> _Source material_
__________

//! derivview - plot demo functions and their mixed partial derivatives.

use anyhow::{bail, Context, Result};
use clap::{Parser, ValueEnum};
use derivview::demo::Demo;
use derivview::display::{HeadlessRenderer, Renderer, TerminalRenderer};
use derivview::grid::Bounds;
use derivview::plot::{ColoredOptions, Plot1dOptions, Plot2dOptions, PlotKind, Plotter, StyleOptions};
use derivview::ui::Theme;
use derivview::util::Palette;
use std::path::PathBuf;
use std::sync::Mutex;
use tracing_subscriber::{EnvFilter, FmtSubscriber};

#[derive(Debug, Clone, Copy, PartialEq, Eq, ValueEnum)]
enum DemoArg {
    /// sin(xy)
    Sinxy,
    /// sin(xy) colored by its mixed partial derivative
    SinxyMixed,
    /// x^2 y + 2 y^3 x
    Poly,
    /// The polynomial colored by its mixed partial derivative
    PolyMixed,
    /// A ring of radius 2
    Circle,
    /// The ring colored by its mixed partial derivative
    CircleMixed,
    /// Two bumps at x = -4 and x = 4 (one variable)
    Bumps,
}

impl From<DemoArg> for Demo {
    fn from(arg: DemoArg) -> Self {
        match arg {
            DemoArg::Sinxy => Demo::SinXy,
            DemoArg::SinxyMixed => Demo::SinXyMixed,
            DemoArg::Poly => Demo::Poly,
            DemoArg::PolyMixed => Demo::PolyMixed,
            DemoArg::Circle => Demo::Circle,
            DemoArg::CircleMixed => Demo::CircleMixed,
            DemoArg::Bumps => Demo::Bumps,
        }
    }
}

#[derive(Parser, Debug)]
#[command(name = "derivview")]
#[command(about = "Terminal plots of functions and their partial derivatives", long_about = None)]
struct Args {
    /// Function to plot
    #[arg(value_enum)]
    function: DemoArg,

    /// Samples per axis
    #[arg(short = 'n', long, default_value_t = 100)]
    samples: usize,

    /// X bounds as LOW,HIGH (defaults depend on the function)
    #[arg(long, allow_hyphen_values = true)]
    xbounds: Option<Bounds>,

    /// Y bounds as LOW,HIGH (defaults depend on the function)
    #[arg(long, allow_hyphen_values = true)]
    ybounds: Option<Bounds>,

    /// Plot kind: line, scatter, wireframe or surface
    #[arg(short, long)]
    kind: Option<PlotKind>,

    /// Draw every n-th mesh row and column
    #[arg(long, default_value_t = 1)]
    stride: usize,

    /// Stroke width (1 braille, 2 half block, 3 block)
    #[arg(long, default_value_t = 1)]
    line_width: u8,

    /// Series opacity between 0 and 1
    #[arg(long, default_value_t = 1.0)]
    opacity: f64,

    /// Palette for surface shading and color maps: viridis, plasma, rainbow or blue-red
    #[arg(short, long, default_value = "viridis")]
    palette: Palette,

    /// Use the light theme
    #[arg(long)]
    light: bool,

    /// Render off-screen at WIDTHxHEIGHT and print the frame as text
    #[arg(long, value_parser = parse_size)]
    headless: Option<(u16, u16)>,

    /// Enable logging to specified file
    #[arg(long)]
    log: Option<PathBuf>,
}

fn parse_size(s: &str) -> std::result::Result<(u16, u16), String> {
    let (w, h) = s
        .split_once(|c: char| c == 'x' || c == 'X')
        .ok_or_else(|| format!("expected WIDTHxHEIGHT, got '{}'", s))?;
    let w = w.trim().parse::<u16>().map_err(|e| e.to_string())?;
    let h = h.trim().parse::<u16>().map_err(|e| e.to_string())?;
    if w == 0 || h == 0 {
        return Err("width and height must be positive".to_string());
    }
    Ok((w, h))
}

fn main() -> Result<()> {
    let args = Args::parse();

    // Set up logging if --log option is provided
    if let Some(log_path) = &args.log {
        let file = std::fs::File::create(log_path)
            .with_context(|| format!("Failed to open log file {}", log_path.display()))?;
        let filter = EnvFilter::try_from_default_env().unwrap_or_else(|_| EnvFilter::new("debug"));
        let subscriber = FmtSubscriber::builder()
            .with_env_filter(filter)
            .with_ansi(false)
            .with_writer(Mutex::new(file))
            .finish();
        tracing::subscriber::set_global_default(subscriber)?;
        tracing::info!("Starting derivview");
    }

    let theme = if args.light {
        Theme::GruvboxLight
    } else {
        Theme::GruvboxDark
    };

    match args.headless {
        Some((width, height)) => {
            let mut renderer = HeadlessRenderer::new(width, height).with_theme(theme);
            run(&mut Plotter::new(&mut renderer), &args)?;
            if let Some(text) = renderer.last_frame_text() {
                println!("{}", text);
            }
        },
        None => {
            run(&mut Plotter::new(TerminalRenderer::new().with_theme(theme)), &args)?;
        },
    }

    if args.log.is_some() {
        tracing::info!("derivview exited");
    }

    Ok(())
}

fn run<R: Renderer>(plotter: &mut Plotter<R>, args: &Args) -> Result<()> {
    let demo = Demo::from(args.function);
    let defaults = demo.default_bounds();
    let xbounds = args.xbounds.unwrap_or(defaults);
    let ybounds = args.ybounds.unwrap_or(defaults);
    let style = StyleOptions::default()
        .with_stride(args.stride, args.stride)
        .with_line_width(args.line_width)
        .with_opacity(args.opacity)
        .with_palette(args.palette);

    if let Some(curve) = demo.curve() {
        let opts = Plot1dOptions {
            samples: args.samples,
            bounds: xbounds,
            kind: args.kind.unwrap_or(PlotKind::Line),
            style,
            ..Default::default()
        };
        plotter.plot_1d(&curve, &opts)?;
        return Ok(());
    }

    let Some((surface, colorfunc)) = demo.surface() else {
        bail!("{:?} has nothing to plot", demo);
    };

    match colorfunc {
        Some(colorfunc) => {
            if let Some(kind) = args.kind.filter(|&k| k != PlotKind::ColorMappedSurface) {
                bail!("{:?} is always drawn as a color-mapped surface, not {}", args.function, kind);
            }
            let opts = ColoredOptions {
                samples: args.samples,
                xbounds,
                ybounds,
                style,
                ..Default::default()
            };
            plotter.plot_2d_colored(&surface, &colorfunc, &opts)?;
        },
        None => {
            let opts = Plot2dOptions {
                samples: args.samples,
                xbounds,
                ybounds,
                kind: args.kind.unwrap_or(PlotKind::Wireframe),
                style,
                ..Default::default()
            };
            plotter.plot_2d(&surface, &opts)?;
        },
    }

    Ok(())
}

__________

> _Your task_
Up to the line containing "return Ok(());", skip everything; from that line through the last line above, return each line exactly.

> _Response area_
        return Ok(());
    }

    let Some((surface, colorfunc)) = demo.surface() else {
        bail!("{:?} has nothing to plot", demo);
    };

    match colorfunc {
        Some(colorfunc) => {
            if let Some(kind) = args.kind.filter(|&k| k != PlotKind::ColorMappedSurface) {
                bail!("{:?} is always drawn as a color-mapped surface, not {}", args.function, kind);
            }
            let opts = ColoredOptions {
                samples: args.samples,
                xbounds,
                ybounds,
                style,
                ..Default::default()
            };
            plotter.plot_2d_colored(&surface, &colorfunc, &opts)?;
        },
        None => {
            let opts = Plot2dOptions {
                samples: args.samples,
                xbounds,
                ybounds,
                kind: args.kind.unwrap_or(PlotKind::Wireframe),
                style,
                ..Default::default()
            };
            plotter.plot_2d(&surface, &opts)?;
        },
    }

    Ok(())
}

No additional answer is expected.